## INFORMATION PROVIDED
◇ ◇ ◇ ◇ ◇ ◇ ◇

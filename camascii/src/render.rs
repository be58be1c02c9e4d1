use image::{Rgb, RgbImage};
use rayon::iter::{IntoParallelIterator, ParallelIterator};
use tracing::trace;

use crate::{font::GlyphRasterizer, maps::GlyphRamp, mode::RenderMode, sampler::Cell};

/// One rendered cell: the chosen glyph and its foreground color.
#[derive(Debug, Clone, Copy, PartialEq, Eq)]
pub struct GlyphCell {
    pub glyph: char,
    pub color: Rgb<u8>,
}

/// The glyphs of one frame in row-major order.
#[derive(Debug, Clone, PartialEq, Eq)]
pub struct GlyphGrid {
    pub rows: u32,
    pub cols: u32,
    pub cells: Vec<GlyphCell>,
}

impl GlyphGrid {
    pub fn get(&self, row: u32, col: u32) -> Option<&GlyphCell> {
        if row >= self.rows || col >= self.cols {
            return None;
        }
        self.cells.get((row * self.cols + col) as usize)
    }

    /// One line per grid row, joined with `\n`.
    pub fn text(&self) -> String {
        let mut output = String::with_capacity(((self.cols + 1) * self.rows) as usize);
        for (i, row) in self.cells.chunks(self.cols.max(1) as usize).enumerate() {
            if i > 0 {
                output.push('\n');
            }
            output.extend(row.iter().map(|cell| cell.glyph));
        }
        output
    }

    /// Flat `r, g, b` triples, one per cell.
    pub fn colors(&self) -> Vec<u8> {
        self.cells.iter().flat_map(|cell| cell.color.0).collect()
    }
}

/// Turns frames into canvases of glyphs, one glyph per rasterizer cell.
pub struct GridRenderer<R> {
    ramp: GlyphRamp,
    mode: RenderMode,
    rasterizer: R,
}

impl<R: GlyphRasterizer> GridRenderer<R> {
    pub fn new(ramp: GlyphRamp, mode: RenderMode, rasterizer: R) -> Self {
        Self {
            ramp,
            mode,
            rasterizer,
        }
    }

    pub fn mode(&self) -> RenderMode {
        self.mode
    }

    pub fn ramp(&self) -> &GlyphRamp {
        &self.ramp
    }

    pub fn cell_size(&self) -> (u32, u32) {
        self.rasterizer.cell_size()
    }

    /// `(rows, cols)` of whole cells that fit the frame. Partial cells at the
    /// right and bottom edges are dropped.
    pub fn grid_dims(&self, width: u32, height: u32) -> (u32, u32) {
        let (cell_w, cell_h) = self.cell_size();
        let rows = height.checked_div(cell_h).unwrap_or(0);
        let cols = width.checked_div(cell_w).unwrap_or(0);
        (rows, cols)
    }

    /// Samples every cell and picks its glyph. Cells are sampled in parallel
    /// and collected in row-major order.
    pub fn grid(&self, frame: &RgbImage) -> GlyphGrid {
        let (rows, cols) = self.grid_dims(frame.width(), frame.height());
        let (cell_w, cell_h) = self.cell_size();
        trace!(rows, cols, cell_w, cell_h, "sampling grid");

        let ramp = &self.ramp;
        let mode = self.mode;
        let cells = (0..rows as usize * cols as usize)
            .into_par_iter()
            .map(|idx| {
                let (row, col) = ((idx / cols as usize) as u32, (idx % cols as usize) as u32);
                let cell = Cell::at(row, col, cell_w, cell_h, frame);
                let stat = mode.sample(frame, &cell);
                GlyphCell {
                    glyph: ramp.glyph(stat.brightness),
                    color: mode.foreground(&stat),
                }
            })
            .collect();

        GlyphGrid { rows, cols, cells }
    }

    /// Draws `grid` onto a black `width x height` canvas.
    pub fn composite(&self, grid: &GlyphGrid, width: u32, height: u32) -> RgbImage {
        let (cell_w, cell_h) = self.cell_size();
        let mut canvas = RgbImage::new(width, height);
        for row in 0..grid.rows {
            for col in 0..grid.cols {
                let Some(cell) = grid.get(row, col) else {
                    continue;
                };
                self.rasterizer.draw_glyph(
                    &mut canvas,
                    (col * cell_w) as i32,
                    (row * cell_h) as i32,
                    cell.glyph,
                    cell.color,
                );
            }
        }
        canvas
    }

    /// Canvas with the same dimensions as `frame`, one glyph per cell.
    pub fn render(&self, frame: &RgbImage) -> RgbImage {
        let grid = self.grid(frame);
        self.composite(&grid, frame.width(), frame.height())
    }
}

#[cfg(test)]
mod tests {
    use super::*;
    use crate::{maps::CharMap, mode::MONOCHROME_FOREGROUND};
    use std::cell::RefCell;

    /// Fills the glyph box with the foreground color unless the glyph is a space.
    struct BoxRasterizer {
        cell: (u32, u32),
        draws: RefCell<Vec<(i32, i32, char)>>,
    }

    impl BoxRasterizer {
        fn new(w: u32, h: u32) -> Self {
            Self {
                cell: (w, h),
                draws: RefCell::new(Vec::new()),
            }
        }
    }

    impl GlyphRasterizer for BoxRasterizer {
        fn cell_size(&self) -> (u32, u32) {
            self.cell
        }

        fn draw_glyph(&self, canvas: &mut RgbImage, x: i32, y: i32, glyph: char, color: Rgb<u8>) {
            self.draws.borrow_mut().push((x, y, glyph));
            if glyph == ' ' {
                return;
            }
            for dy in 0..self.cell.1 {
                for dx in 0..self.cell.0 {
                    canvas.put_pixel(x as u32 + dx, y as u32 + dy, color);
                }
            }
        }
    }

    fn renderer(mode: RenderMode, chars: &str, w: u32, h: u32) -> GridRenderer<BoxRasterizer> {
        let ramp = GlyphRamp::new(CharMap::custom(chars)).unwrap();
        GridRenderer::new(ramp, mode, BoxRasterizer::new(w, h))
    }

    #[test]
    fn grid_dims_floor_the_frame() {
        let r = renderer(RenderMode::Monochrome, " .#", 6, 10);
        assert_eq!(r.grid_dims(640, 480), (48, 106));
        assert_eq!(r.grid_dims(640, 480), r.grid_dims(640, 480));
        assert_eq!(r.grid_dims(5, 9), (0, 0));
    }

    #[test]
    fn zero_cell_size_yields_empty_grid() {
        let r = renderer(RenderMode::Monochrome, " .#", 0, 0);
        assert_eq!(r.grid_dims(10, 10), (0, 0));
        let frame = RgbImage::new(10, 10);
        assert!(r.grid(&frame).cells.is_empty());
    }

    #[test]
    fn exact_multiple_frame_draws_four_glyphs() {
        let r = renderer(RenderMode::Monochrome, " .#", 3, 5);
        let frame = RgbImage::from_pixel(6, 10, Rgb([255, 255, 255]));
        let canvas = r.render(&frame);
        assert_eq!(canvas.dimensions(), (6, 10));
        let draws = r.rasterizer.draws.borrow();
        assert_eq!(
            *draws,
            vec![(0, 0, '#'), (3, 0, '#'), (0, 5, '#'), (3, 5, '#')]
        );
        assert!(canvas.pixels().all(|p| *p == MONOCHROME_FOREGROUND));
    }

    #[test]
    fn remainder_strip_stays_black() {
        let r = renderer(RenderMode::Monochrome, " .#", 4, 4);
        let frame = RgbImage::from_pixel(10, 7, Rgb([255, 255, 255]));
        let canvas = r.render(&frame);
        assert_eq!(canvas.dimensions(), (10, 7));
        for (x, y, px) in canvas.enumerate_pixels() {
            if x < 8 && y < 4 {
                assert_eq!(*px, MONOCHROME_FOREGROUND, "({x}, {y})");
            } else {
                assert_eq!(*px, Rgb([0, 0, 0]), "({x}, {y})");
            }
        }
    }

    #[test]
    fn color_mode_uses_cell_mean_color() {
        let r = renderer(RenderMode::Color, " .#", 2, 2);
        let frame = RgbImage::from_pixel(2, 2, Rgb([255, 0, 0]));
        let grid = r.grid(&frame);
        assert_eq!(
            grid.cells,
            vec![GlyphCell {
                glyph: '#',
                color: Rgb([255, 0, 0])
            }]
        );
        let canvas = r.composite(&grid, 2, 2);
        assert!(canvas.pixels().all(|p| *p == Rgb([255, 0, 0])));
    }

    #[test]
    fn grid_is_row_major() {
        let r = renderer(RenderMode::Monochrome, " .#", 1, 1);
        let mut frame = RgbImage::new(3, 2);
        frame.put_pixel(1, 0, Rgb([128, 128, 128]));
        frame.put_pixel(2, 1, Rgb([255, 255, 255]));
        let grid = r.grid(&frame);
        assert_eq!(grid.text(), " . \n  #");
        assert_eq!(grid.get(1, 2).map(|c| c.glyph), Some('#'));
        assert_eq!(grid.get(2, 0), None);
        assert_eq!(grid.colors().len(), 18);
    }

    #[test]
    fn rendering_is_deterministic() {
        let r = renderer(RenderMode::Color, " .:-=+*#%@", 3, 4);
        let frame = RgbImage::from_fn(31, 17, |x, y| {
            Rgb([(x * 8) as u8, (y * 15) as u8, ((x + y) * 5) as u8])
        });
        assert_eq!(r.render(&frame), r.render(&frame));
    }
}
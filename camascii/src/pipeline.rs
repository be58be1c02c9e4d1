use image::RgbImage;
use tracing::info;

use crate::{
    config::RenderConfig,
    error::*,
    font::{FontRasterizer, GlyphRasterizer},
    gamma::GammaTable,
    render::{GlyphGrid, GridRenderer},
};

/// Gamma pre-correction followed by glyph rendering.
pub struct RenderPipeline<R> {
    /// The lookup applied to every channel before sampling.
    pub gamma: GammaTable,
    /// The grid renderer holding the ramp, mode and rasterizer.
    pub renderer: GridRenderer<R>,
}

impl RenderPipeline<FontRasterizer> {
    /// Validates `config` and loads its font.
    pub fn from_config(config: &RenderConfig) -> Result<Self, Error> {
        config.validate()?;
        let rasterizer = match &config.font_path {
            Some(path) => FontRasterizer::open(path, config.font_size)?,
            None => FontRasterizer::embedded(config.font_size)?,
        };
        let pipeline = Self::new(
            GammaTable::new(config.gamma)?,
            GridRenderer::new(config.ramp()?, config.mode, rasterizer),
        );
        info!(
            mode = %config.mode,
            gamma = config.gamma,
            glyphs = pipeline.renderer.ramp().levels(),
            "render pipeline ready"
        );
        Ok(pipeline)
    }
}

impl<R: GlyphRasterizer> RenderPipeline<R> {
    pub fn new(gamma: GammaTable, renderer: GridRenderer<R>) -> Self {
        Self { gamma, renderer }
    }

    /// Renders one frame into a canvas of the same size.
    pub fn process(&self, frame: RgbImage) -> Result<RgbImage, Error> {
        self.process_with_grid(frame).map(|(_, canvas)| canvas)
    }

    /// Like [`RenderPipeline::process`], also returning the glyph grid.
    pub fn process_with_grid(&self, mut frame: RgbImage) -> Result<(GlyphGrid, RgbImage), Error> {
        if frame.width() == 0 || frame.height() == 0 {
            return Err(Error::Capture(format!(
                "{ERROR_EMPTY_FRAME}: {}x{}",
                frame.width(),
                frame.height()
            )));
        }
        self.gamma.apply_mut(&mut frame);
        let grid = self.renderer.grid(&frame);
        let canvas = self
            .renderer
            .composite(&grid, frame.width(), frame.height());
        Ok((grid, canvas))
    }
}
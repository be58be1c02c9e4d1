//! Per-cell statistics over a rectangular region of an RGB frame.
//!
//! Both samplers visit each pixel of the cell exactly once, so sampling every
//! cell of a grid costs one pass over the frame.
use image::{Rgb, RgbImage};

/// Fixed-point BT.601 luma weights (14 bit), matching the usual 8-bit
/// RGB to gray conversion.
const LUMA_R: u32 = 4899;
const LUMA_G: u32 = 9617;
const LUMA_B: u32 = 1868;
const LUMA_SHIFT: u32 = 14;

/// Pixel bounds of one grid cell. `row_end` and `col_end` are exclusive.
#[derive(Debug, Clone, Copy, PartialEq, Eq)]
pub struct Cell {
    pub row_start: u32,
    pub col_start: u32,
    pub row_end: u32,
    pub col_end: u32,
}

impl Cell {
    /// Cell at grid position (`row`, `col`), clipped to the frame extent.
    pub fn at(row: u32, col: u32, cell_width: u32, cell_height: u32, frame: &RgbImage) -> Self {
        let row_start = row * cell_height;
        let col_start = col * cell_width;
        Self {
            row_start,
            col_start,
            row_end: (row_start + cell_height).min(frame.height()),
            col_end: (col_start + cell_width).min(frame.width()),
        }
    }

    pub fn width(&self) -> u32 {
        self.col_end.saturating_sub(self.col_start)
    }

    pub fn height(&self) -> u32 {
        self.row_end.saturating_sub(self.row_start)
    }

    pub fn area(&self) -> u64 {
        self.width() as u64 * self.height() as u64
    }
}

/// Aggregate of one cell: brightness in `[0, 255]` and, for color sampling,
/// the mean RGB color.
#[derive(Debug, Clone, Copy, PartialEq)]
pub struct CellStatistic {
    pub brightness: f64,
    pub color: Option<Rgb<u8>>,
}

/// Rounded 8-bit luma of one pixel.
#[inline]
pub fn luma(Rgb([r, g, b]): Rgb<u8>) -> u8 {
    let weighted = LUMA_R * r as u32 + LUMA_G * g as u32 + LUMA_B * b as u32;
    ((weighted + (1 << (LUMA_SHIFT - 1))) >> LUMA_SHIFT) as u8
}

/// 8-bit saturation and value of one pixel in HSV space.
#[inline]
pub fn saturation_value(Rgb([r, g, b]): Rgb<u8>) -> (u8, u8) {
    let max = r.max(g).max(b) as u32;
    let min = r.min(g).min(b) as u32;
    if max == 0 {
        return (0, 0);
    }
    let sat = ((max - min) * 255 + max / 2) / max;
    (sat as u8, max as u8)
}

fn cell_pixels<'a>(frame: &'a RgbImage, cell: &Cell) -> impl Iterator<Item = Rgb<u8>> + 'a {
    let Cell {
        row_start,
        col_start,
        row_end,
        col_end,
    } = *cell;
    (row_start..row_end)
        .flat_map(move |y| (col_start..col_end).map(move |x| *frame.get_pixel(x, y)))
}

fn mean(sum: u64, count: u64) -> f64 {
    if count == 0 {
        0.0
    } else {
        sum as f64 / count as f64
    }
}

/// Mean luma of the cell.
pub fn sample_luma(frame: &RgbImage, cell: &Cell) -> CellStatistic {
    let luma_sum: u64 = cell_pixels(frame, cell).map(|px| luma(px) as u64).sum();
    CellStatistic {
        brightness: mean(luma_sum, cell.area()),
        color: None,
    }
}

/// `(mean saturation + mean value) / 2` of the cell, with the mean RGB color
/// truncated to 8 bits per channel.
pub fn sample_saturation_value(frame: &RgbImage, cell: &Cell) -> CellStatistic {
    let mut sat_sum = 0u64;
    let mut val_sum = 0u64;
    let mut rgb_sum = [0u64; 3];
    for px in cell_pixels(frame, cell) {
        let (s, v) = saturation_value(px);
        sat_sum += s as u64;
        val_sum += v as u64;
        accumulate(&mut rgb_sum, px);
    }
    let count = cell.area();
    CellStatistic {
        brightness: (mean(sat_sum, count) + mean(val_sum, count)) / 2.0,
        color: Some(mean_color(rgb_sum, count)),
    }
}

#[inline]
fn accumulate(sum: &mut [u64; 3], Rgb(px): Rgb<u8>) {
    for (acc, channel) in sum.iter_mut().zip(px) {
        *acc += channel as u64;
    }
}

fn mean_color(sum: [u64; 3], count: u64) -> Rgb<u8> {
    if count == 0 {
        return Rgb([0, 0, 0]);
    }
    Rgb(sum.map(|s| (s / count) as u8))
}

◇ ◇ ◇ ◇ ◇ ◇ ◇

## WORK TO BE COMPLETED
Which lines should be output? Exactly those from the first line of the data through the line containing "impl<R: GlyphRasterizer> GridRenderer<R>", inclusive.

## SOLUTION FOR THIS TASK
filename camascii/src/render.rs
repository be58be1c02c9e4d1
use image::{Rgb, RgbImage};
use rayon::iter::{IntoParallelIterator, ParallelIterator};
use tracing::trace;

use crate::{font::GlyphRasterizer, maps::GlyphRamp, mode::RenderMode, sampler::Cell};

/// One rendered cell: the chosen glyph and its foreground color.
#[derive(Debug, Clone, Copy, PartialEq, Eq)]
pub struct GlyphCell {
    pub glyph: char,
    pub color: Rgb<u8>,
}

/// The glyphs of one frame in row-major order.
#[derive(Debug, Clone, PartialEq, Eq)]
pub struct GlyphGrid {
    pub rows: u32,
    pub cols: u32,
    pub cells: Vec<GlyphCell>,
}

impl GlyphGrid {
    pub fn get(&self, row: u32, col: u32) -> Option<&GlyphCell> {
        if row >= self.rows || col >= self.cols {
            return None;
        }
        self.cells.get((row * self.cols + col) as usize)
    }

    /// One line per grid row, joined with `\n`.
    pub fn text(&self) -> String {
        let mut output = String::with_capacity(((self.cols + 1) * self.rows) as usize);
        for (i, row) in self.cells.chunks(self.cols.max(1) as usize).enumerate() {
            if i > 0 {
                output.push('\n');
            }
            output.extend(row.iter().map(|cell| cell.glyph));
        }
        output
    }

    /// Flat `r, g, b` triples, one per cell.
    pub fn colors(&self) -> Vec<u8> {
        self.cells.iter().flat_map(|cell| cell.color.0).collect()
    }
}

/// Turns frames into canvases of glyphs, one glyph per rasterizer cell.
pub struct GridRenderer<R> {
    ramp: GlyphRamp,
    mode: RenderMode,
    rasterizer: R,
}

impl<R: GlyphRasterizer> GridRenderer<R> {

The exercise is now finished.